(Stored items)
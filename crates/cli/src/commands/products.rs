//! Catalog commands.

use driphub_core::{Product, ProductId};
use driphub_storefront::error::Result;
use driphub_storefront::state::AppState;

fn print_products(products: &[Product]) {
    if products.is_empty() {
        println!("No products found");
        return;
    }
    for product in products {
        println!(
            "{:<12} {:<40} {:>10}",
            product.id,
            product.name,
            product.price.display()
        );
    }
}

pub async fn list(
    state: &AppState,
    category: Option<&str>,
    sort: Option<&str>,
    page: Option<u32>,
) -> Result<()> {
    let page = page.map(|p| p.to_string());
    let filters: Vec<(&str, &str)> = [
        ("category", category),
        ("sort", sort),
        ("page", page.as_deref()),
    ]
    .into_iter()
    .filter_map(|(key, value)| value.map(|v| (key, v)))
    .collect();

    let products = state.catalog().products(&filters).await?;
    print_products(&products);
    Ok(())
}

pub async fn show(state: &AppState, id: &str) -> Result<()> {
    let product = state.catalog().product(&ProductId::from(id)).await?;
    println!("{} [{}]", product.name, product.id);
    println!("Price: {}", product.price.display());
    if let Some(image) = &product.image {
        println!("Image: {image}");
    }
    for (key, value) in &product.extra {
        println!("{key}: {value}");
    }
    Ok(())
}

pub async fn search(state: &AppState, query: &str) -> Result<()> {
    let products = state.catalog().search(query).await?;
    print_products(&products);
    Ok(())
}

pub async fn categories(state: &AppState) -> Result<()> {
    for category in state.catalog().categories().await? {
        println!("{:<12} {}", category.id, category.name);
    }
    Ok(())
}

---

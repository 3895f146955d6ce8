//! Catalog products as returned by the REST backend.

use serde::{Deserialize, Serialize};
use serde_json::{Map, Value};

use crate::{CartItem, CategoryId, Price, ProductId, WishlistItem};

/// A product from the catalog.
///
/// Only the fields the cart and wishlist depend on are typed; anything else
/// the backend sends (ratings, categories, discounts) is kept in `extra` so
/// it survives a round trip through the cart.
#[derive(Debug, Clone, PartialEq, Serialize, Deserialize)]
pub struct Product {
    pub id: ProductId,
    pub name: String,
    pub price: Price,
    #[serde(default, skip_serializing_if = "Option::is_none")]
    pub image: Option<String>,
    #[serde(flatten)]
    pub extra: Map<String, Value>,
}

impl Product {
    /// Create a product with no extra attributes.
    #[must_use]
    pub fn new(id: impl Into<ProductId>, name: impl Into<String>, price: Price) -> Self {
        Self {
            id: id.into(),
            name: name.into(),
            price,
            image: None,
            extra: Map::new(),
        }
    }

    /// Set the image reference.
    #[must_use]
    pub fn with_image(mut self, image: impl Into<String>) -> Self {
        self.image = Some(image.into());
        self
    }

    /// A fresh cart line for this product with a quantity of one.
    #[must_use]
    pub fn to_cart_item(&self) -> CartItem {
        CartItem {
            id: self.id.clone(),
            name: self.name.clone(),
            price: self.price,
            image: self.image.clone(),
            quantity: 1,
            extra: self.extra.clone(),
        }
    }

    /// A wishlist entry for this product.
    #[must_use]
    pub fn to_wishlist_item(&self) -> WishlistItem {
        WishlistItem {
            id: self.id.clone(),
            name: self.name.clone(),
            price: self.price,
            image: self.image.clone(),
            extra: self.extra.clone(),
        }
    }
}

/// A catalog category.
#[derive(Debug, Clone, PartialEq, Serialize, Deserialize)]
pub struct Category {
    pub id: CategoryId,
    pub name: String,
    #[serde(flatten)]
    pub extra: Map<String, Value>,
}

---

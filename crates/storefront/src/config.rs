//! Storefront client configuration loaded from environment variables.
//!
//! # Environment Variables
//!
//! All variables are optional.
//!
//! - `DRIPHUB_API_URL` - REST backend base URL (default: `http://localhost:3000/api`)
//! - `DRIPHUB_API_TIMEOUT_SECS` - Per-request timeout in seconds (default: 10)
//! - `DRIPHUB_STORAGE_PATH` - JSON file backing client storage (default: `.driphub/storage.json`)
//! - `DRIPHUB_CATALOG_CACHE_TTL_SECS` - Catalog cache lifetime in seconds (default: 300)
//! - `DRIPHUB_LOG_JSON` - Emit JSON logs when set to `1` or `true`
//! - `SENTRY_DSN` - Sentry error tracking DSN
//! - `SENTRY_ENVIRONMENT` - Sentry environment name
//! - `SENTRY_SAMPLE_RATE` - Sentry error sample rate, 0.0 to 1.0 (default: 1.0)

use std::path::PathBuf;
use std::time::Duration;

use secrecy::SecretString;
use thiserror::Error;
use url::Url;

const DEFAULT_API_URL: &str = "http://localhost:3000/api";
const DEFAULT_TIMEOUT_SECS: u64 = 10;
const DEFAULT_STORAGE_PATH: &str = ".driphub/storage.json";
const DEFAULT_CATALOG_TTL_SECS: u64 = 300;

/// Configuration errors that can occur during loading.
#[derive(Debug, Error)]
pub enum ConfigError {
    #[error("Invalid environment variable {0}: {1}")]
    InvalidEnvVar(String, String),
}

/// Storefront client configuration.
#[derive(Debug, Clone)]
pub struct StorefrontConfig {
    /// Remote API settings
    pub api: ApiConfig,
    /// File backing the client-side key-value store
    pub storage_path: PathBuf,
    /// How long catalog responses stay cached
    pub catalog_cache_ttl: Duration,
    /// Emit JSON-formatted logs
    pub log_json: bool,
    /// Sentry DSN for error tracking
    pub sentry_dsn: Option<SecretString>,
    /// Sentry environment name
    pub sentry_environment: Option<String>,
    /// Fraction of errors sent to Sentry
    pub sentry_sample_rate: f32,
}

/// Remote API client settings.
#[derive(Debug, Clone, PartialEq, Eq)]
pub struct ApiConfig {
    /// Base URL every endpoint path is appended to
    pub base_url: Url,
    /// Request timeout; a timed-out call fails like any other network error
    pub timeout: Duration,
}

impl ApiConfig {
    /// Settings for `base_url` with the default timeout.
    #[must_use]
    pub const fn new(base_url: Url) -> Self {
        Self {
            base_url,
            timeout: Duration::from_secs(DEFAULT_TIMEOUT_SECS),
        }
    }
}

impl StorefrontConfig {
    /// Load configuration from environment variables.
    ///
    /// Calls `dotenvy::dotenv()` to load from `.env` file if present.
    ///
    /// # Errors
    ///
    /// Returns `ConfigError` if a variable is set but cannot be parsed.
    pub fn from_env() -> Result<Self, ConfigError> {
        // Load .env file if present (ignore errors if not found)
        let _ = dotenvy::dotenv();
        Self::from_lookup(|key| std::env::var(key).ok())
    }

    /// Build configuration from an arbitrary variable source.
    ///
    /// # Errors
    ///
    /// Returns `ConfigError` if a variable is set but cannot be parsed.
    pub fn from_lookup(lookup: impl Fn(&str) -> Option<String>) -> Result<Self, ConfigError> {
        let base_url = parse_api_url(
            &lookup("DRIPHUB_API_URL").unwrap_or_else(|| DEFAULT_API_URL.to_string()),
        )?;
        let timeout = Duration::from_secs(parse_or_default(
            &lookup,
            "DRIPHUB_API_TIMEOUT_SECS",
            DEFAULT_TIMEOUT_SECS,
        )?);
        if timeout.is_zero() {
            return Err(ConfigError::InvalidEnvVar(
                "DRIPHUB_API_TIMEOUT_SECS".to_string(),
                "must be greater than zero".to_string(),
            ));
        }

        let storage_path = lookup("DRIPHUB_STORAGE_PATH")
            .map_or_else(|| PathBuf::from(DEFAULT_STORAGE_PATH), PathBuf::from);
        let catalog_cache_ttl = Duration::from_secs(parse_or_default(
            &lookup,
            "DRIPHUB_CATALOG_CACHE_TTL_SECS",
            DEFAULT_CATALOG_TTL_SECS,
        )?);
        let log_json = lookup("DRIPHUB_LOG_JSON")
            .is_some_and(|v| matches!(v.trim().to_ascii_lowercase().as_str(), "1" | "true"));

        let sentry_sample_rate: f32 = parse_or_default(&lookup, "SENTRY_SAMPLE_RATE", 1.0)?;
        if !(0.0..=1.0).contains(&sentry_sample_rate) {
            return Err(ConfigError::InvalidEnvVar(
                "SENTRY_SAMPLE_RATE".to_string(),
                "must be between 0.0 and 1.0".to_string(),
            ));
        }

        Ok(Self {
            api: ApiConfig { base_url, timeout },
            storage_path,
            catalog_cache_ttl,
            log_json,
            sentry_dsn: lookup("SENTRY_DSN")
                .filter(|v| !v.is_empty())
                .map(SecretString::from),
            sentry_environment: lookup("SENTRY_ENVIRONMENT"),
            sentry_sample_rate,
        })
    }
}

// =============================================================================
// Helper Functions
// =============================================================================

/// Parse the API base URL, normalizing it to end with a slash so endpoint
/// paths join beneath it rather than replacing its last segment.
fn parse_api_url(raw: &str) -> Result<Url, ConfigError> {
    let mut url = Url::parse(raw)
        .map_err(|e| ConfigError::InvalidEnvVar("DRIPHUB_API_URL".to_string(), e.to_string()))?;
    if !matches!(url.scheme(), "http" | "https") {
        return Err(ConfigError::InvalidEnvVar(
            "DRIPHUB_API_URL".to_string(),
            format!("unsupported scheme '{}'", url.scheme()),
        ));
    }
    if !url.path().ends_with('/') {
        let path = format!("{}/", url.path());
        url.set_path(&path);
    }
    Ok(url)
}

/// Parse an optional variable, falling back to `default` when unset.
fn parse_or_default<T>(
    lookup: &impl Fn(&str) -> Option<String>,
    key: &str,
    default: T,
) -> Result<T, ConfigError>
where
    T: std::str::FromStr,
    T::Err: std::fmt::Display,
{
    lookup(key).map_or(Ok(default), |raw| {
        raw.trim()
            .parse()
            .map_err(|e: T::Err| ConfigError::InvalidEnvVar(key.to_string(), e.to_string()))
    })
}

Work to be completed
Find every line in the records that has the string "query", then state how many there are and nothing else.

Written solution
2